Pour faire face à la chaleur, il ne suffit pas d'ouvrir la porte

Qui m'aurait dit, en venant du Brésil, que je parlerais de la chaleur du Pays Basque ? Mais c'est comme ça. Pendant longtemps, nous avons vécu avec enthousiasme: nous avons pris plaisir à atteindre le soleil, sortir dans la rue, s'asseoir sur une terrasse et profiter de l'été. Le problème, cependant, est que cette chaleur agréable est de plus en plus souvent confondue avec des coups de chaleur extrêmes et dangereux, et que nous ne sommes souvent pas préparés: ni nos maisons, ni nos rues, ni nos routines, ni nos institutions.

C'est précisément pour cela que les abris climatiques sont destinés: pour se protéger de la chaleur pendant les jours les plus difficiles de l'été. Les bibliothèques, les écoles, les musées, les places bordées d’arbres et les parcs peuvent faire partie d’un réseau d’abris, mais il y a aussi un piège : tous les espaces au plafond, à l’ombre ou à la climatisation ne méritent pas ce nom.

Un abri climatique doit fournir une protection réelle. Il doit fournir la température adéquate, mais aussi l'eau, les sièges, les toilettes, les horaires disponibles, des informations claires et l'accessibilité. Et une autre caractéristique moins mesurable, mais très importante, c’est que l’utilisateur doit sentir qu’il « ne dérange pas ». Entrer, se reposer et récupérer dans le refuge ne devrait pas être une faveur, mais un droit quotidien.
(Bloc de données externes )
//! Conversion rules - how a unit relates to its category base unit

/// Conversion rule for a single unit.
///
/// Most units are linear: a positive factor such that
/// `value_in_base = value * factor`, with the category base unit at
/// `factor = 1.0`. Temperature units are affine instead: a pair of
/// functions to and from the reference unit (Celsius), satisfying
/// `from_reference(to_reference(x)) == x` for all finite x.
#[derive(Debug, Clone, Copy, PartialEq)]
pub enum Rule {
    /// Scale factor relative to the category base unit
    Linear { factor: f64 },
    /// Function pair relative to the category reference unit
    Affine {
        to_reference: fn(f64) -> f64,
        from_reference: fn(f64) -> f64,
    },
}

impl Rule {
    /// Create a linear rule with the given factor
    pub fn linear(factor: f64) -> Self {
        Rule::Linear { factor }
    }

    /// Create an affine rule from a to/from function pair
    pub fn affine(to_reference: fn(f64) -> f64, from_reference: fn(f64) -> f64) -> Self {
        Rule::Affine {
            to_reference,
            from_reference,
        }
    }

    /// Check if this unit is the category pivot (factor 1.0, or the
    /// identity pair for affine units)
    pub fn is_base(&self) -> bool {
        match self {
            Rule::Linear { factor } => *factor == 1.0,
            // Function pointers are opaque, so identity is detected by probing.
            Rule::Affine { to_reference, .. } => {
                to_reference(0.0) == 0.0 && to_reference(100.0) == 100.0
            }
        }
    }

    /// Convert a value in this unit into the category base (reference) unit
    pub fn to_reference(&self, value: f64) -> f64 {
        match self {
            Rule::Linear { factor } => value * factor,
            Rule::Affine { to_reference, .. } => to_reference(value),
        }
    }

    /// Convert a value in the category base (reference) unit into this unit
    pub fn from_reference(&self, value: f64) -> f64 {
        match self {
            Rule::Linear { factor } => value / factor,
            Rule::Affine { from_reference, .. } => from_reference(value),
        }
    }
}
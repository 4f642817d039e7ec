use thiserror::Error;

/// Error of [`counting_sort`](crate::Sort1Ext::counting_sort) and
/// [`counting_sort_by_key`](crate::Sort1Ext::counting_sort_by_key).
///
/// Returned before any output is produced, the input is left untouched.
#[derive(Debug, Clone, Copy, PartialEq, Eq, Hash, Error)]
pub enum InvalidRange {
	/// The range start exceeds its stop.
	#[error("range start exceeds range stop")]
	Reversed,
	/// The width of the range does not fit into `usize` or its buckets cannot be allocated.
	#[error("range width exceeds addressable memory")]
	TooWide,
	/// The key of the element at `index` lies outside of the half-open range.
	#[error("key of element at index {index} lies outside of range")]
	Element {
		/// Index of the first offending element.
		index: usize,
	},
}
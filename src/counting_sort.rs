#![cfg(feature = "alloc")]

use crate::{error::InvalidRange, key::Key};
use ndarray::{Array1, ArrayView1};

#[cfg(not(feature = "std"))]
extern crate alloc as no_std_alloc;
#[cfg(not(feature = "std"))]
use no_std_alloc::{vec, vec::Vec};

/// Sorts `v` into a new array by counting keys in `start..stop`, which is *O*(*n* + *k*) for a
/// range of width *k*.
///
/// The sort is stable. The key function is called exactly once per element. Fails without output
/// if the range is reversed, too wide, or if any key lies outside of it.
pub fn counting_sort<A, K, F>(
	v: ArrayView1<'_, A>,
	start: K,
	stop: K,
	mut key: F,
) -> Result<Array1<A>, InvalidRange>
where
	A: Clone,
	K: Key,
	F: FnMut(&A) -> K,
{
	if start > stop {
		debug!("counting range start exceeds stop");
		return Err(InvalidRange::Reversed);
	}
	let Some(width) = stop.offset(start) else {
		debug!("counting range width exceeds usize");
		return Err(InvalidRange::TooWide);
	};
	let mut count = Vec::new();
	if count.try_reserve_exact(width).is_err() {
		debug!(width, "counting range width exceeds allocation");
		return Err(InvalidRange::TooWide);
	}
	count.resize(width, 0usize);

	// Bucket of every element, so the key function is not called a second time when placing.
	let mut offsets = Vec::with_capacity(v.len());
	for (index, a) in v.iter().enumerate() {
		let offset = match key(a).offset(start) {
			Some(offset) if offset < width => offset,
			_ => {
				debug!(index, "key outside of counting range");
				return Err(InvalidRange::Element { index });
			}
		};
		count[offset] += 1;
		offsets.push(offset);
	}

	// `count[k]` becomes the number of keys `<= start + k`, i.e., one past the end of bucket `k`.
	let mut total = 0;
	for count in &mut count {
		total += *count;
		*count = total;
	}

	// Walking backwards and filling each bucket from its end keeps equal keys in input order.
	let mut order = vec![0; v.len()];
	for (index, &offset) in offsets.iter().enumerate().rev() {
		count[offset] -= 1;
		order[count[offset]] = index;
	}

	Ok(order.into_iter().map(|index| v[index].clone()).collect())
}
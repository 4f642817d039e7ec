//! Derivative work of [`core::slice::sort`] licensed under `MIT OR Apache-2.0`.
//!
//! [`core::slice::sort`]: https://doc.rust-lang.org/src/core/slice/sort.rs.html

use ndarray::{ArrayViewMut1, s};

/// Sorts `v` using insertion sort, which is *O*(*n*^2) worst-case and *O*(*n*) if already sorted.
///
/// The sort is stable.
pub fn insertion_sort<T, F>(mut v: ArrayViewMut1<'_, T>, is_less: &mut F)
where
	F: FnMut(&T, &T) -> bool,
{
	for i in 1..v.len() {
		shift_tail(v.slice_mut(s![..i + 1]), is_less);
	}
}

/// Shifts the last element to the left until it encounters a smaller or equal element.
fn shift_tail<T, F>(mut v: ArrayViewMut1<'_, T>, is_less: &mut F)
where
	F: FnMut(&T, &T) -> bool,
{
	let mut i = v.len() - 1;
	while i > 0 && is_less(&v[i], &v[i - 1]) {
		v.swap(i - 1, i);
		i -= 1;
	}
}
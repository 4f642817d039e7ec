//! Derivative work of [`core::slice::sort`] licensed under `MIT OR Apache-2.0`.
//!
//! [`core::slice::sort`]: https://doc.rust-lang.org/src/core/slice/sort.rs.html

use ndarray::{ArrayViewMut1, s};

/// Sorts `v` using heapsort, which guarantees *O*(*n* \* log(*n*)) worst-case.
pub fn heap_sort<T, F>(mut v: ArrayViewMut1<'_, T>, is_less: &mut F)
where
	F: FnMut(&T, &T) -> bool,
{
	build_max_heap(v.view_mut(), is_less);

	// Pop maximal elements from the heap into the growing sorted suffix.
	for i in (1..v.len()).rev() {
		v.swap(0, i);
		sift_down(v.slice_mut(s![..i]), 0, is_less);
	}
}

/// Turns `v` into a binary max-heap in linear time.
pub fn build_max_heap<T, F>(mut v: ArrayViewMut1<'_, T>, is_less: &mut F)
where
	F: FnMut(&T, &T) -> bool,
{
	// Leaves are heaps already, start at the last parent.
	for node in (0..v.len() / 2).rev() {
		sift_down(v.view_mut(), node, is_less);
	}
}

/// Restores the invariant `parent >= child` at `node` of the heap `v`.
///
/// Both subtrees of `node` must already be heaps. The heap size is the length of `v`.
pub fn sift_down<T, F>(mut v: ArrayViewMut1<'_, T>, mut node: usize, is_less: &mut F)
where
	F: FnMut(&T, &T) -> bool,
{
	loop {
		let left = 2 * node + 1;
		let right = left + 1;

		let mut largest = node;
		if left < v.len() && is_less(&v[largest], &v[left]) {
			largest = left;
		}
		if right < v.len() && is_less(&v[largest], &v[right]) {
			largest = right;
		}

		// Stop if the invariant holds at `node`.
		if largest == node {
			break;
		}

		v.swap(node, largest);
		node = largest;
	}
}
Mes recherches sur les abris climatiques démontrent une chose à la fois simple et politique: la chaleur ne nous affecte pas tous de la même manière. Ce n'est pas la même chose de vivre dans une maison bien isolée ou dans un appartement qui se transforme en four; de travailler à l'extérieur ou dans un bureau climatisé; de pouvoir aller dans un endroit frais ou de rester à la maison pour prendre soin d'un subordonné; de recevoir et de comprendre les avertissements officiels et de ne pas les recevoir, de ne pas comprendre la langue ou de ne pas bien utiliser la technologie. Pour concevoir un réseau d'abris, il ne suffit pas de regarder une carte de température: il faut également regarder l'âge, le revenu, le logement, les soins, la solitude et les obstacles invisibles qui excluent certaines personnes.

«Les abris climatiques ne sont pas une solution magique, mais une pièce importante pour un climat plus juste.»

Il ne suffit pas non plus de placer un point sur un site Web municipal. Si personne ne sait qu’il s’agit d’un refuge, ou s’il est fermé quand on en a le plus besoin, s’il est éloigné des quartiers vulnérables ou s’il a des règles qui expulsent ceux qui en ont le plus besoin, ce ne sera qu’une feinte : une belle étiquette pour une politique déficiente.

La meilleure nouvelle est qu’il n’est ni difficile ni cher de faire mieux. Tout d'abord, il faut aménager les espaces publics existants en les signalisant bien, en garantissant l'eau et les aires de repos, en élargissant les horaires et en établissant des protocoles de fonctionnement. Lorsque cela n'est pas fait correctement, les abris créent de la méfiance ou de la confusion ou ne sont tout simplement pas utilisés. Lorsqu’ils sont bien réalisés, ils peuvent devenir une infrastructure sociale pour prendre soin, se réunir, se reposer et se sentir à l’aise.

Il faut cependant le dire clairement: les abris climatiques ne représentent pas la transformation urbaine dont nous avons besoin; ils ne représentent pas des logements décents, des rues bordées d'arbres, des droits du travail qui tiennent compte de la chaleur et des politiques de soins. Ce n'est pas une solution magique, mais c'est une pièce importante pour une adaptation climatique plus juste.